Recently in Social Phenomena Category
I wrote on twitter about being shy. Here's a bit of expounding:
Before yesterday I wouldn't have added you as a contact unless I knew you personally or overcame the supreme sense of hesitation after seeing that you added me and thought why on earth would this person do that? When I was actively doing Illustration Friday I loved the comments, but it was so hard for me to leave one on somebody else's site. I've always been the girl who sits at the side of the pool splashing her feet while you were out there playing marco polo or whatever. I hate making the first move and for that matter so does JM--it's a wonder we'll celebrate our tenth anniversary soon.
Anyway, yesterday I had a beer and threw caution to the wind. I started adding people left and right to my twitter and flickr accounts. I even left a message or two. Maybe only one, not two. Am I too weird? It's taken a while, but I think I'm finally getting the gist of this internet life-thing. Toes in, next the whole foot.
From the fine folks at Mattel, the matador Barbie®!
[Link via Scribbling Woman.]
Does this mean we can look forward to Cockfight Ken® and Bearbaiting Skipper®? This is going to be the best Christmas ever!
As I edge up to the ripeness that is 35, I have been wondering if is time to refine my skin-care regimen. This is easier than it sounds, since my "regimen" consists of scrubbing my face with a shower glove and borderline-fancy soap. Almost any change that doesn't involve rubbing my face with a Microplane would be a refinement.

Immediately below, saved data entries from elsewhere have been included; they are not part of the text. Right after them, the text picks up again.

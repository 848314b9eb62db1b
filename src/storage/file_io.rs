//! File I/O utilities with atomic writes
//!
//! Provides safe file operations that won't corrupt data on failure.

use std::fs::{self, File};
use std::io::{BufWriter, Write};
use std::path::Path;

use crate::error::VyapaarError;

/// Read a file to a string, returning `None` if it doesn't exist
pub fn read_text<P: AsRef<Path>>(path: P) -> Result<Option<String>, VyapaarError> {
    let path = path.as_ref();

    if !path.exists() {
        return Ok(None);
    }

    fs::read_to_string(path)
        .map(Some)
        .map_err(|e| VyapaarError::Storage(format!("Failed to read {}: {}", path.display(), e)))
}

/// Write text to a file atomically (write to temp, then rename)
///
/// The file is either completely written or not modified at all.
pub fn write_text_atomic<P: AsRef<Path>>(path: P, contents: &str) -> Result<(), VyapaarError> {
    let path = path.as_ref();

    if let Some(parent) = path.parent() {
        fs::create_dir_all(parent).map_err(|e| {
            VyapaarError::Storage(format!(
                "Failed to create directory {}: {}",
                parent.display(),
                e
            ))
        })?;
    }

    // Temp file must live in the same directory for the rename to be atomic
    let temp_path = path.with_extension("tmp");

    let file = File::create(&temp_path)
        .map_err(|e| VyapaarError::Storage(format!("Failed to create temp file: {}", e)))?;

    let mut writer = BufWriter::new(file);
    writer
        .write_all(contents.as_bytes())
        .map_err(|e| VyapaarError::Storage(format!("Failed to write data: {}", e)))?;

    writer
        .flush()
        .map_err(|e| VyapaarError::Storage(format!("Failed to flush data: {}", e)))?;

    writer
        .get_ref()
        .sync_all()
        .map_err(|e| VyapaarError::Storage(format!("Failed to sync data: {}", e)))?;

    fs::rename(&temp_path, path).map_err(|e| {
        let _ = fs::remove_file(&temp_path);
        VyapaarError::Storage(format!("Failed to rename temp file: {}", e))
    })?;

    Ok(())
}

/// Remove a file if it exists; returns whether anything was removed
pub fn remove_if_exists<P: AsRef<Path>>(path: P) -> Result<bool, VyapaarError> {
    let path = path.as_ref();

    if !path.exists() {
        return Ok(false);
    }

    fs::remove_file(path).map_err(|e| {
        VyapaarError::Storage(format!("Failed to remove {}: {}", path.display(), e))
    })?;
    Ok(true)
}

#[cfg(test)]
mod tests {
    use super::*;
    use tempfile::TempDir;

    #[test]
    fn test_read_nonexistent_returns_none() {
        let temp_dir = TempDir::new().unwrap();
        let path = temp_dir.path().join("nonexistent.json");
        assert_eq!(read_text(&path).unwrap(), None);
    }

    #[test]
    fn test_write_and_read() {
        let temp_dir = TempDir::new().unwrap();
        let path = temp_dir.path().join("doc.json");

        write_text_atomic(&path, r#"{"expenses":[]}"#).unwrap();
        assert_eq!(read_text(&path).unwrap().as_deref(), Some(r#"{"expenses":[]}"#));
    }

    #[test]
    fn test_atomic_write_no_temp_file_left() {
        let temp_dir = TempDir::new().unwrap();
        let path = temp_dir.path().join("doc.json");

        write_text_atomic(&path, "{}").unwrap();

        assert!(path.exists());
        assert!(!temp_dir.path().join("doc.tmp").exists());
    }

    #[test]
    fn test_write_creates_parent_directories() {
        let temp_dir = TempDir::new().unwrap();
        let path = temp_dir.path().join("nested").join("dir").join("doc.json");

        write_text_atomic(&path, "{}").unwrap();
        assert!(path.exists());
    }

    #[test]
    fn test_remove_if_exists() {
        let temp_dir = TempDir::new().unwrap();
        let path = temp_dir.path().join("doc.json");

        assert!(!remove_if_exists(&path).unwrap());
        write_text_atomic(&path, "{}").unwrap();
        assert!(remove_if_exists(&path).unwrap());
        assert!(!path.exists());
    }
}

But I can't do it. Every attempt I have made to look into the subject of skin care is hampered by my resistance to the undertone of desperation in the advertising, by the absurd prices, and by the patently silly names. So pervasive is the implied female fear of aging that I was pleasantly surprised to realize PrescriptivesLast Chance URL is their clearinghouse for discontinued items, not the name of a night cream.
(To blatantly steal a joke from quote Matthew Baldwin Jeezum crow, lookit all these links. What is this, Memepool? I mean: Memepool?")
The new downstairs neighbor has an electric bass. He plays practices for several hours a day, and into the night and early morning. Although he turns the volume down gradually as the night wears on, the clumsy haphazard vibrations travel up from his amp, spreading as they rise to shake my apartment floors. In the living room, I can feel the bass thumping up through the soles of my feet when standing and through my bum when sitting on the futon. Worse, though, is the unsavory Magic Fingers effect it gives the entire bedroom, changing the ambience from luxurious little chamber to sleazy motel.
Although I find this tedious, inconvenient, and nerve-wracking (maybe my reaction will improve when his playing practicing does), I know he is being reasonable (or nearly so) about his volume, and I havet felt moved to discuss it with him.
This evening, I was getting some static on my half-assed rabbit-ears TV reception, which is piped through my stereo, so I was treated not only to the pervasive thrumming from downstairs but also the occasional blast of friendly-fire static from my own speakers. Correcting the rabbit ears took several minutes of fiddling and a good bit of Nancy-Drew-style invectiveWell, my word ---- Goshdarnit, stay put), so it only gradually dawned on me that each wave of static was met with a caesura from downstairs. Indeed, unless my ears deceived me, during sustained bursts of static I heard something very like the sound of an amp switching channels. By the time I fixed my reception, he had evidently given up and unplugged.
I have no plan to use this knowledge, but I am wondering: if I were to engage in an experiment, would this be more like a Pavlovian bell or a Skinner Box?
update: Since the experiment is based not on positive reinforcement but on aversion conditioning, it would be more like the Little Albert experiment. Of course.